The footprints have mostly been snowed over at this point. We’re still looking out for whatever or whoever left them but I don’t know if he’ll be back. He probably knows that the cops are on his ass. That’s probably the most reassuring thing about this whole situation and I kind of have to count my blessings where I can even get them. I have officially been shot in the dick, balls, and now all the bullets are going directly in my asshole where they go to die. To be honest, I’ve been squeezing my cheeks together so fucking hard this entire time that I’m convinced that I’ll start shitting diamonds. We’re gonna be rich, dammit! In other news, I’ve been reading some really shit fanfic on Fanfiction.net entirely to laugh at stupid people (don’t get the wrong idea!) and a massive amount of people have been saying “he lathed my cock”. Now, this doesn’t mean anything to most people.

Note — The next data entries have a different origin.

impl SessionManager {
    /// A new session with the same device is forced at most once in this
    /// period.
    const MIN_FORCE_SESSION_PERIOD: Duration = Duration::from_secs(60 * 60);
    const KEY_CLAIM_ALGORITHM: &'static str = "signed_curve25519";

    pub(crate) fn new(store: Store, transport: Arc<dyn Transport>) -> Self {
        Self {
            store,
            transport,
            wedged_devices: Default::default(),
            last_forced: Default::default(),
        }
    }

    /// Find the devices of the given users we don't share an Olm session
    /// with.
    ///
    /// Returns a request claiming a one-time key for each of them, the
    /// response should be passed to [`SessionManager::create_sessions`].
    pub(crate) async fn get_missing_sessions(
        &self,
        users: impl IntoIterator<Item = &UserId>,
    ) -> StoreResult<KeysClaimRequest> {
        let mut missing: KeysClaimRequest = BTreeMap::new();

        for (user_id, devices) in self.store.get_devices_of(users).await? {
            for device in devices {
                if user_id == self.store.user_id() && device.device_id() == self.store.device_id()
                {
                    continue;
                }

                if !device.supports_olm() {
                    trace!(
                        ?user_id,
                        device_id = ?device.device_id(),
                        "The device doesn't support Olm"
                    );
                    continue;
                }

                let Some(sender_key) = device.curve25519_key() else {
                    warn!(
                        ?user_id,
                        device_id = ?device.device_id(),
                        "The device doesn't have a Curve25519 key, can't create an Olm session"
                    );
                    continue;
                };

                let is_missing = match self.store.get_sessions(&sender_key.to_base64()).await? {
                    Some(sessions) => sessions.lock().await.is_empty(),
                    None => true,
                };

                if is_missing {
                    missing.entry(user_id.clone()).or_default().insert(
                        device.device_id().to_owned(),
                        Self::KEY_CLAIM_ALGORITHM.to_owned(),
                    );
                }
            }
        }

        Ok(missing)
    }

    /// Create new Olm sessions from the one-time keys the server handed out.
    ///
    /// Keys for devices we don't know, or whose signature doesn't check out,
    /// are skipped.
    ///
    /// Returns the devices we now share a new session with.
    pub(crate) async fn create_sessions(
        &self,
        response: &KeysClaimResponse,
    ) -> OlmResult<Vec<DeviceData>> {
        let created = self.create_sessions_helper(response, false).await?;
        Ok(created.into_iter().map(|(device, _)| device).collect())
    }

    async fn create_sessions_helper(
        &self,
        response: &KeysClaimResponse,
        forced: bool,
    ) -> OlmResult<Vec<(DeviceData, Session)>> {
        let now = self.store.now();
        let mut created = Vec::new();

        {
            let account = self.store.account().await;

            for (user_id, user_devices) in response {
                for (device_id, key_map) in user_devices {
                    let device = match self.store.get_device(user_id, device_id).await {
                        Ok(Some(d)) => d,
                        Ok(None) => {
                            warn!(
                                ?user_id,
                                ?device_id,
                                "Tried to create an Olm session, but the device is unknown"
                            );
                            continue;
                        }
                        Err(e) => {
                            warn!(
                                ?user_id,
                                ?device_id,
                                error = ?e,
                                "Tried to create an Olm session, but the device can't be loaded"
                            );
                            continue;
                        }
                    };

                    let mut session = match account.create_outbound_session(&device, key_map, now)
                    {
                        Ok(s) => s,
                        Err(e) => {
                            warn!(
                                ?user_id,
                                ?device_id,
                                error = ?e,
                                "Couldn't create an Olm session"
                            );
                            continue;
                        }
                    };

                    // A forced session has to win the selection on our side
                    // right away, it replaces a wedged one.
                    if forced {
                        session.last_message_received_at = now;
                    }

                    info!(
                        ?user_id,
                        ?device_id,
                        session_id = session.session_id(),
                        forced,
                        "Created a new outbound Olm session"
                    );

                    created.push((device, session));
                }
            }
        }

        let sessions: Vec<Session> = created.iter().map(|(_, s)| s.clone()).collect();

        if !sessions.is_empty() {
            self.store.save_sessions(&sessions).await?;
        }

        Ok(created)
    }

    /// Make sure we share an Olm session with every device of the given
    /// users, claiming one-time keys for the ones we're missing.
    ///
    /// Devices the server has no one-time key for are left without a
    /// session.
    #[instrument(skip_all)]
    pub(crate) async fn ensure_sessions(
        &self,
        users: impl IntoIterator<Item = &UserId>,
    ) -> OlmResult<Vec<DeviceData>> {
        let request = self.get_missing_sessions(users).await?;

        if request.is_empty() {
            return Ok(Vec::new());
        }

        debug!(missing = ?request, "Claiming one-time keys to create missing Olm sessions");

        let response = self.transport.claim_one_time_keys(request).await?;
        self.create_sessions(&response).await
    }

    /// Remember that an Olm message from the given device couldn't be
    /// decrypted.
    pub(crate) fn mark_device_as_wedged(&self, sender: &UserId, sender_key: Curve25519PublicKey) {
        let device = (sender.to_owned(), sender_key.to_base64());

        if self.wedged_devices.write().insert(device) {
            debug!(?sender, ?sender_key, "Marking a device as wedged");
        }
    }

    /// Is the device with the given key waiting for a new Olm session.
    pub(crate) fn is_device_wedged(
        &self,
        sender: &UserId,
        sender_key: Curve25519PublicKey,
    ) -> bool {
        self.wedged_devices.read().contains(&(sender.to_owned(), sender_key.to_base64()))
    }

    /// Create a new Olm session with every wedged device and send an
    /// `m.dummy` event over it, so the other side replaces its session too.
    ///
    /// A new session is forced with the same device at most once an hour.
    #[instrument(skip_all)]
    pub(crate) async fn unwedge_devices_if_needed(&self) -> OlmResult<()> {
        let now = self.store.now();

        let to_unwedge: Vec<WedgedDevice> = {
            let wedged_devices = self.wedged_devices.read();
            let mut last_forced = self.last_forced.write();

            wedged_devices
                .iter()
                .filter(|device| {
                    let recently_forced = last_forced
                        .get(*device)
                        .is_some_and(|t| elapsed(*t, now) < Self::MIN_FORCE_SESSION_PERIOD);

                    if recently_forced {
                        debug!(
                            user_id = ?device.0,
                            sender_key = device.1,
                            "A new Olm session was already forced recently"
                        );
                        false
                    } else {
                        last_forced.insert((*device).clone(), now);
                        true
                    }
                })
                .cloned()
                .collect()
        };

        if to_unwedge.is_empty() {
            trace!("No wedged devices need a new Olm session");
            return Ok(());
        }

        let mut request: KeysClaimRequest = BTreeMap::new();

        for (user_id, sender_key) in &to_unwedge {
            let device = self
                .store
                .get_user_devices(user_id)
                .await?
                .into_values()
                .find(|d| d.curve25519_key().map(|k| k.to_base64()).as_ref() == Some(sender_key));

            if let Some(device) = device {
                request
                    .entry(user_id.clone())
                    .or_default()
                    .insert(device.device_id().to_owned(), Self::KEY_CLAIM_ALGORITHM.to_owned());
            } else {
                warn!(?user_id, sender_key, "Can't unwedge an unknown device");
            }
        }

        if request.is_empty() {
            return Ok(());
        }

        info!(devices = ?request, "Forcing new Olm sessions with wedged devices");

        let response = self.transport.claim_one_time_keys(request).await?;
        let created = self.create_sessions_helper(&response, true).await?;

        if created.is_empty() {
            return Ok(());
        }

        let content = serde_json::to_value(DummyEventContent::default())?;
        let mut to_device = ToDeviceRequest::empty(ToDeviceEncryptedEventContent::EVENT_TYPE);
        let mut used_sessions = Vec::with_capacity(created.len());

        for (device, mut session) in created {
            let encrypted = session
                .encrypt(&device, DummyEventContent::EVENT_TYPE, content.clone(), now)
                .await?;

            to_device.add(
                device.user_id(),
                device.device_id().to_owned(),
                serde_json::to_value(encrypted)?,
            );
            used_sessions.push((device, session));
        }

        let sessions: Vec<Session> = used_sessions.iter().map(|(_, s)| s.clone()).collect();
        self.store.save_sessions(&sessions).await?;

        if let Err(e) = self.transport.send_to_device(&to_device).await {
            error!(error = ?e, "Failed to send the m.dummy events to the wedged devices");
            return Err(e.into());
        }

        let mut wedged_devices = self.wedged_devices.write();

        for (device, _) in &used_sessions {
            if let Some(key) = device.curve25519_key() {
                wedged_devices.remove(&(device.user_id().to_owned(), key.to_base64()));
            }
        }

        Ok(())
    }
}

But to me this is one of the funniest things I’ve ever heard because my mom works with metal. “Lathing” means to shave and shape metal. You’re turning your penis entirely smooth and shiny you dense assholes. Do you absolute idiots want Terminator penis? Is this the ultimate white woman fantasy? God dammit I’ve been doing this all wrong. I need to Total Recall my bullet-riddled dick and balls and replace them with the Tetsuo the Iron Man drill cock. We live in the future. Only ten more years until Marty McFly comes over and sees our cool ass hologram sharks after all. We have to get rid of our weak ass flesh and replace it with metal fucking PRONTO! Dammit. I might be the futuristic Ed Gein after all. Time for Leatherface X where Franklin gets shot off into space on his fucking rinky-dink wheelchair.